No. Foreign minors who arrive alone and are looked after by the administration receive the same treatment as native minors in the same situation. The protection system cares for them until they turn 18, either by providing for their maintenance and education, in the case of those living in specialised centres, or by financially supporting temporary foster families. According to the Community of Madrid, 70% of the 3,709 minors under guardianship have Spanish nationality and, of the foreigners, only 7.2% are minors without any adult reference.

The Madrid protection system has 98 residential centres with 1,903 spots and receives 96.1 million euros from the public budget. This means that each of the spots available for minors would cost 4,208 euros per month if divided between the 12 months of the year, a figure that is close to the 4,700 of the propaganda poster of the ultras, but from the Ministry of Social Affairs stress that "this figure cannot be interpreted as the amount that the Community allocates each month" to unaccompanied foreign minors.

Do they get paid when they come of age?

The protection system establishes a financial protection benefit that varies according to the community to help them to emancipate themselves. In these cases, no difference is made on the basis of the children's passport. For example, Catalonia has approved a benefit of 664 euros a month that can be received until the age of 23, as long as the beneficiary follows non-compulsory formal education. The problem faced by foreign children is that almost half of them leave the reception centre without a valid residence permit, so they are denied access to benefits, such as unemployment or the minimum living income, the star measure that the Spanish government has put in place to mitigate the effects of the pandemic, and they cannot work legally either. In fact, the Red Cross estimates that 10% of these young people live on the streets and 84% survive in poverty.

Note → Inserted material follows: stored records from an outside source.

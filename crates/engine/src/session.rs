//! Per-file fix session: read, back up, apply, write back.

use crate::{AppliedFix, FileGroup, FileOutcome, FixConfig, SkippedFix};
use anyhow::{bail, Context};
use findings::Finding;
use rules::{FixKind, FixRule, RuleTable};
use serde::Deserialize;
use serde_yaml::Value as YamlValue;
use std::fs;
use std::path::{Path, PathBuf};
use tracing::{debug, info, warn};

/// In-memory representation of the file being fixed. Manifest files
/// (`.yaml`/`.yml`) are parsed as a multi-document stream; everything
/// else stays a plain string.
enum Content {
    Text(String),
    Yaml(Vec<YamlValue>),
}

pub(crate) fn run_session(
    group: FileGroup,
    rules: &RuleTable,
    config: &FixConfig,
    stamp: &str,
) -> FileOutcome {
    let FileGroup {
        path,
        mut findings,
        duplicates,
    } = group;
    let mut outcome = FileOutcome {
        path: path.clone(),
        applied: Vec::new(),
        skipped: duplicates,
        backup: None,
        modified: false,
    };

    let original = match fs::read_to_string(&path) {
        Ok(s) => s,
        Err(e) => {
            warn!(file = %path.display(), error = %e, "Failed to read file");
            skip_all(&mut outcome, &findings, &format!("failed to read file: {e}"));
            return outcome;
        }
    };

    // The backup precedes any mutation; a file that cannot be backed up
    // is left untouched.
    if !config.dry_run && config.backups {
        let backup_path = PathBuf::from(format!("{}.bak.{}", path.display(), stamp));
        if let Err(e) = fs::copy(&path, &backup_path) {
            warn!(file = %path.display(), error = %e, "Failed to write backup");
            skip_all(&mut outcome, &findings, &format!("backup failed: {e}"));
            return outcome;
        }
        debug!(backup = %backup_path.display(), "Backup written");
        outcome.backup = Some(backup_path);
    }

    let mut content = match load_content(&path, &original) {
        Ok(c) => c,
        Err(e) => {
            warn!(file = %path.display(), "Failed to parse file");
            skip_all(&mut outcome, &findings, &format!("{e:#}"));
            return outcome;
        }
    };

    // Descending line order keeps earlier line numbers valid while text
    // is inserted below them; line-less findings run last.
    findings.sort_by(|a, b| b.line.cmp(&a.line));

    for finding in &findings {
        let Some(rule) = rules.lookup(finding) else {
            outcome
                .skipped
                .push(skip(finding, &path, "No fix pattern available"));
            continue;
        };
        match apply_one(&mut content, finding, rule) {
            Ok(changed) => {
                outcome.modified |= changed;
                debug!(file = %path.display(), rule = rule.id, "Fix applied");
                outcome.applied.push(AppliedFix {
                    file: path.clone(),
                    line: finding.line,
                    rule_id: finding.rule_id.clone(),
                    fix: rule.name.to_string(),
                });
            }
            Err(e) => {
                debug!(file = %path.display(), rule = rule.id, reason = %e, "Fix skipped");
                outcome.skipped.push(skip(finding, &path, &e.to_string()));
            }
        }
    }

    if outcome.modified && !config.dry_run {
        match serialize(&content).and_then(|data| {
            fs::write(&path, data)
                .with_context(|| format!("failed to write fixed file: {}", path.display()))
        }) {
            Ok(()) => {
                info!(file = %path.display(), fixes = outcome.applied.len(), "File fixed");
            }
            Err(e) => {
                // fixes were computed but never landed on disk
                warn!(file = %path.display(), error = %e, "Failed to persist fixes");
                outcome.modified = false;
                let reason = e.to_string();
                for fix in outcome.applied.drain(..) {
                    outcome.skipped.push(SkippedFix {
                        file: fix.file,
                        line: fix.line,
                        rule_id: fix.rule_id,
                        reason: reason.clone(),
                    });
                }
            }
        }
    }
    outcome
}

fn load_content(path: &Path, original: &str) -> anyhow::Result<Content> {
    let is_yaml = matches!(
        path.extension().and_then(|e| e.to_str()),
        Some("yaml") | Some("yml")
    );
    if !is_yaml {
        return Ok(Content::Text(original.to_string()));
    }
    let mut docs = Vec::new();
    for doc in serde_yaml::Deserializer::from_str(original) {
        let value = YamlValue::deserialize(doc)
            .with_context(|| format!("failed to parse YAML: {}", path.display()))?;
        docs.push(value);
    }
    Ok(Content::Yaml(docs))
}

fn apply_one(content: &mut Content, finding: &Finding, rule: &FixRule) -> anyhow::Result<bool> {
    match (rule.kind, &mut *content) {
        (FixKind::Text(fix), Content::Text(text)) => {
            let fixed = fix(text, finding)?;
            let changed = fixed != *text;
            *text = fixed;
            Ok(changed)
        }
        (FixKind::YamlDoc(fix), Content::Yaml(docs)) => {
            let targets = target_docs(docs, finding);
            if targets.is_empty() {
                bail!("no matching document");
            }
            let mut changed = false;
            for idx in targets {
                changed |= fix(&mut docs[idx], finding)?;
            }
            Ok(changed)
        }
        _ => bail!("fix does not apply to this file type"),
    }
}

/// Documents a fix should run against: the ones named like the finding's
/// resource when that matches, otherwise every document shaped like a
/// workload.
fn target_docs(docs: &[YamlValue], finding: &Finding) -> Vec<usize> {
    if let Some(resource) = finding.resource.as_deref() {
        let named: Vec<usize> = docs
            .iter()
            .enumerate()
            .filter(|(_, d)| {
                d.get("metadata")
                    .and_then(|m| m.get("name"))
                    .and_then(|v| v.as_str())
                    == Some(resource)
            })
            .map(|(i, _)| i)
            .collect();
        if !named.is_empty() {
            return named;
        }
    }
    docs.iter()
        .enumerate()
        .filter(|(_, d)| d.get("kind").is_some() && d.get("spec").is_some())
        .map(|(i, _)| i)
        .collect()
}

fn serialize(content: &Content) -> anyhow::Result<String> {
    match content {
        Content::Text(text) => Ok(text.clone()),
        Content::Yaml(docs) => {
            let mut rendered = Vec::with_capacity(docs.len());
            for doc in docs {
                rendered.push(serde_yaml::to_string(doc)?);
            }
            Ok(rendered.join("---\n"))
        }
    }
}

fn skip(finding: &Finding, path: &Path, reason: &str) -> SkippedFix {
    SkippedFix {
        file: path.to_path_buf(),
        line: finding.line,
        rule_id: finding.rule_id.clone(),
        reason: reason.to_string(),
    }
}

fn skip_all(outcome: &mut FileOutcome, findings: &[Finding], reason: &str) {
    for finding in findings {
        outcome.skipped.push(skip(finding, &outcome.path, reason));
    }
}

What is the retirement pension?

According to the National Institute of Social Security, most retirees receive just over a thousand euros a month. In fact, the average retirement pension in Spain stood at 1,182.07 euros, but in the case of women the figure drops to 728.66 euros. In the Community of Madrid, the average is even higher and reaches 1,380.90, the third highest figure after the Basque Country and Asturias. But the candidacy of Rocío Monasterio could be referring to minimum pensions or directly to non-contributory pensions. Minimum pensions, without a dependent spouse, are around 650 euros and require a minimum of fifteen years of contributions. Women who have not reached this level may be receiving non-contributory pensions below this figure, so it would be possible to find a case of 426 euros per month, if she did not supplement it with a widow's or widower's pension.

The figure of 426 euros, however, is surprising because it coincides exactly with the amount of support received by people over 55 who have exhausted their unemployment benefit and meet a series of additional requirements. They can receive it until they reach retirement age.

Do immigrants contribute more than they spend?

Yes, immigration is a group that contributes more to the public coffers than the money spent on them. A study by the UPF indicates that the 600,000 people who were able to regularise their situation in 2004 paid between 4,000 and 5,000 euros to the Treasury, which added up to an injection of 2,400 million euros in total. According to the Foundation for Applied Economics Studies (Fedea), by leaving the 600,000 foreigners in an irregular situation, 1.75 billion euros are lost annually, but today the Spanish government of Pedro Sánchez has no agenda for this measure. Without legal residence authorization, none of the immigrants have access to an official economic benefit, nor to a social rent.